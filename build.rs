use std::process::{Command, Output};

fn git(args: &[&str]) -> Option<Output> {
    Command::new("git")
        .args(args)
        .output()
        .ok()
        .filter(|o| o.status.success())
}

fn main() {
    println!("cargo:rerun-if-changed=.git/HEAD");
    println!("cargo:rerun-if-changed=.git/refs/");
    println!("cargo:rerun-if-changed=.git/index");

    let mut hash = git(&["rev-parse", "--short", "HEAD"])
        .map(|o| String::from_utf8_lossy(&o.stdout).trim().to_string())
        .unwrap_or_default();

    // `git diff --quiet` exits non-zero when the tree has local changes.
    let dirty = !hash.is_empty() && git(&["diff", "--quiet", "HEAD"]).is_none();
    if dirty {
        hash.push_str("-dirty");
    }

    let on_tag = !dirty && git(&["describe", "--exact-match", "--tags", "HEAD"]).is_some();

    println!("cargo:rustc-env=GIT_HASH={hash}");
    println!("cargo:rustc-env=ON_RELEASE_TAG={on_tag}");
}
▬▬▬▬▬▬
### How to complete this task:
Filter the entries above down to the lines that contain the word "changed".

### The completed task:
    println!("cargo:rerun-if-changed=.git/HEAD");
    println!("cargo:rerun-if-changed=.git/refs/");
    println!("cargo:rerun-if-changed=.git/index");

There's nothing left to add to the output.